Library Blog

Frances FitzGerald speaks on THE EVANGELICALS
Frances FitzGerald speaks on THE EVANGELICALS

Hours of Learning and Entertainment: Event Recordings

Monday, June 26, 2017

Did you know the Library records most Members' Room events? If you couldn't make a date or get a seat, or if you want to share a favorite, take a look at everything on our YouTube channel, or one of the season's highlights below. Most event pages also offer an audio-only version.

Min Jin Lee (at lectern) with Jeannette Watson Sanger

Min Jin Lee with Jeannette Watson Sanger, Pachinko: A Novel (March 30)

The author of Free Food for Millionaires writes the sweeping saga of an exceptional Korean family through the generations.

Daphne Merkin, This Close to Happy: A Reckoning with Depression (April 5)

The former New Yorker staff writer brings us the rare, vividly personal account of what it feels like to suffer from clinical depression, written from a woman’s perspective and informed by an acute understanding of the implications of this disease over a lifetime.

Frances FitzGerald, The Evangelicals: The Struggle to Shape America (April 10)

This groundbreaking book from Pulitzer Prize­–winning historian Frances FitzGerald is the first to tell the powerful, dramatic story of the evangelical movement in America—from the Puritan era to the 2016 presidential election.

Literary Magazine Salon: Digging Through The Fat and Guernica (April 13)

A special evening of refreshments, conversations, readings, video, and more in our annual evening showcasing great literary magazines. Presenters include Gessy Alvarez, Cynthia Alvarez, Tobias Carroll, Lauren Hilger, Bud Smith, Katie Rowland, Michael Archer, Carmen Maria Machado, Raluca Albu, and Meara Shama.

Christina Amato, The Monumental World of Miniature Books (April 17)

Library Conservator Christina Amato discusses the history, craft, and ongoing fascination of miniature books, from devotional items and titillation to children’s tales and propaganda.

Terry McDonell, The Accidental Life: An Editor’s Notes on Writing and Writers (April 26)

You might not know Terry McDonell, but you certainly know his work: he has served as top editor for Outside, Rolling Stone, Esquire, and Sports Illustrated, among others. In this revealing memoir, McDonell talks about what really happens when editors and writers work with deadlines ticking (or drinks on the bar).

The New York City Book Awards 2016-2017 (May 3)

Share in the festivities as authors Tyler Anbinder, David Oshinsky, Roxane Orgill, and Corey Pegues accept their awards for great New York City books.

Contributors to the Hudson Review's LITERARY AWAKENINGS

Literary Awakenings: Personal Essays from the Hudson Review (May 11)

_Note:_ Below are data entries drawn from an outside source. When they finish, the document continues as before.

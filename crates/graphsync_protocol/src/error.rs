//! Error types for the protocol crate.

use thiserror::Error;

/// Result type for protocol operations.
pub type ProtocolResult<T> = Result<T, ProtocolError>;

/// Errors that can occur while encoding or decoding protocol values.
#[derive(Error, Debug, Clone, PartialEq, Eq)]
pub enum ProtocolError {
    /// Failed to encode a value.
    #[error("encoding failed: {message}")]
    EncodingFailed {
        /// Description of the encoding error.
        message: String,
    },

    /// Failed to decode bytes or text.
    #[error("decoding failed: {message}")]
    DecodingFailed {
        /// Description of the decoding error.
        message: String,
    },

    /// Structurally invalid value (e.g. an object without a gid).
    #[error("invalid structure: {message}")]
    InvalidStructure {
        /// Description of the structural error.
        message: String,
    },
}

impl ProtocolError {
    /// Create an encoding failed error.
    pub fn encoding_failed(message: impl Into<String>) -> Self {
        Self::EncodingFailed {
            message: message.into(),
        }
    }

    /// Create a decoding failed error.
    pub fn decoding_failed(message: impl Into<String>) -> Self {
        Self::DecodingFailed {
            message: message.into(),
        }
    }

    /// Create an invalid structure error.
    pub fn invalid_structure(message: impl Into<String>) -> Self {
        Self::InvalidStructure {
            message: message.into(),
        }
    }
}

impl From<serde_json::Error> for ProtocolError {
    fn from(err: serde_json::Error) -> Self {
        if err.is_data() || err.is_syntax() || err.is_eof() {
            Self::decoding_failed(err.to_string())
        } else {
            Self::encoding_failed(err.to_string())
        }
    }
}
//! Observer lists for change notification.
//!
//! An [`Observers`] list distributes events to every subscribed callback, in
//! subscription order. Subscribing returns a [`Subscription`] guard; dropping
//! the guard removes the callback again.
//!
//! Callbacks are invoked without any lock held, so a callback may subscribe,
//! unsubscribe or trigger further events on the same list.
//!
//! # Usage
//!
//! ```rust
//! use graphsync_model::Observers;
//! use std::sync::atomic::{AtomicUsize, Ordering};
//! use std::sync::Arc;
//!
//! let observers = Observers::<u32>::new();
//! let seen = Arc::new(AtomicUsize::new(0));
//!
//! let counter = seen.clone();
//! let subscription = observers.subscribe(move |n| {
//!     counter.fetch_add(*n as usize, Ordering::SeqCst);
//! });
//!
//! observers.notify(&2);
//! drop(subscription);
//! observers.notify(&5);
//! assert_eq!(seen.load(Ordering::SeqCst), 2);
//! ```

use parking_lot::RwLock;
use std::fmt;
use std::sync::atomic::{AtomicU64, Ordering};
use std::sync::{Arc, Weak};

type Callback<E> = Arc<dyn Fn(&E) + Send + Sync>;

struct ObserverList<E> {
    next_id: AtomicU64,
    callbacks: RwLock<Vec<(u64, Callback<E>)>>,
}

/// A thread-safe list of event callbacks.
pub struct Observers<E> {
    inner: Arc<ObserverList<E>>,
}

impl<E: 'static> Observers<E> {
    /// Creates an empty observer list.
    pub fn new() -> Self {
        Self {
            inner: Arc::new(ObserverList {
                next_id: AtomicU64::new(0),
                callbacks: RwLock::new(Vec::new()),
            }),
        }
    }

    /// Subscribes a callback.
    ///
    /// The callback stays registered until the returned guard is dropped or
    /// cancelled.
    pub fn subscribe<F>(&self, callback: F) -> Subscription
    where
        F: Fn(&E) + Send + Sync + 'static,
    {
        let id = self.inner.next_id.fetch_add(1, Ordering::Relaxed);
        self.inner.callbacks.write().push((id, Arc::new(callback)));

        let list: Weak<ObserverList<E>> = Arc::downgrade(&self.inner);
        Subscription::new(move || {
            if let Some(list) = list.upgrade() {
                list.callbacks.write().retain(|(other, _)| *other != id);
            }
        })
    }

    /// Delivers an event to every subscribed callback.
    pub fn notify(&self, event: &E) {
        // Snapshot so callbacks can re-enter the list.
        let callbacks: Vec<Callback<E>> = self
            .inner
            .callbacks
            .read()
            .iter()
            .map(|(_, callback)| callback.clone())
            .collect();

        for callback in callbacks {
            callback(event);
        }
    }

    /// Returns the number of subscribed callbacks.
    pub fn len(&self) -> usize {
        self.inner.callbacks.read().len()
    }

    /// Returns true if nothing is subscribed.
    pub fn is_empty(&self) -> bool {
        self.len() == 0
    }

    /// Removes every callback.
    pub fn clear(&self) {
        self.inner.callbacks.write().clear();
    }
}

impl<E: 'static> Default for Observers<E> {
    fn default() -> Self {
        Self::new()
    }
}

impl<E> fmt::Debug for Observers<E> {
    fn fmt(&self, f: &mut fmt::Formatter<'_>) -> fmt::Result {
        f.debug_struct("Observers")
            .field("count", &self.inner.callbacks.read().len())
            .finish()
    }
}

/// Guard keeping a callback subscribed.
///
/// Dropping the guard unsubscribes the callback.
#[must_use = "dropping a subscription unsubscribes it immediately"]
pub struct Subscription {
    cancel: Option<Box<dyn FnOnce() + Send + Sync>>,
}

impl Subscription {
    /// Creates a subscription that runs `cancel` when dropped.
    pub fn new(cancel: impl FnOnce() + Send + Sync + 'static) -> Self {
        Self {
            cancel: Some(Box::new(cancel)),
        }
    }

    /// Unsubscribes now.
    pub fn cancel(mut self) {
        self.run_cancel();
    }

    /// Keeps the callback subscribed for as long as the observed object lives.
    pub fn detach(mut self) {
        self.cancel = None;
    }

    fn run_cancel(&mut self) {
        if let Some(cancel) = self.cancel.take() {
            cancel();
        }
    }
}

impl Drop for Subscription {
    fn drop(&mut self) {
        self.run_cancel();
    }
}

impl fmt::Debug for Subscription {
    fn fmt(&self, f: &mut fmt::Formatter<'_>) -> fmt::Result {
        f.debug_struct("Subscription")
            .field("active", &self.cancel.is_some())
            .finish()
    }
}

During the past thirty years, the editors of the Hudson Review observed a trend among the best literary essayists and reviewers to couch their criticism in a highly personal manner as opposed to the theoretical, technocratic work being produced in other venues. The Hudson Review became a home for this kind of accessible, memoirist writing. This event celebrates the publication of an anthology of such essay/memoirs, introduced by William H. Pritchard and with a panel including Susan Balée, Sir Andrew Motion, and Igor Webb. These diverse contributions unite in the joy of appreciation, the pleasures of engaging with literature.

Theories of Everything, and Much, Much More: An Evening with New Yorker Cartoonist and Author Roz Chast (May 24)

Spend an evening with beloved cartoonist Roz Chast, author of the multi-award-winning Can’t We Talk About Something More Pleasant?

Daniel T. Potts, Ancient Iran in the Mediaeval, Renaissance, and Early Modern Consciousness of Europe: The Printed Word, the Graven Image, the Learned Traveller, and the Stage (June 1)

Long before archaeological excavations began to reveal the magnificence of the ruins at Persepolis, Ancient Iran was an object of enormous interest in the West. In connection with our exhibition Broken Beauty: Ruins of the Ancient World, one of New York’s leading archaeological scholars introduces the tales, engravings, plays, and operas about Iran and its rulers that circulated across Europe from the late 15th through the 18th centuries.

Alexandra Horowitz and Stuart Firestein, The Olfactory Convergence: How We Smell (June 14)

In this unique event, two writers who are scientists - and whose scientific interests converge on olfaction - discuss their work, the process and joys of science writing, and, of course, smell.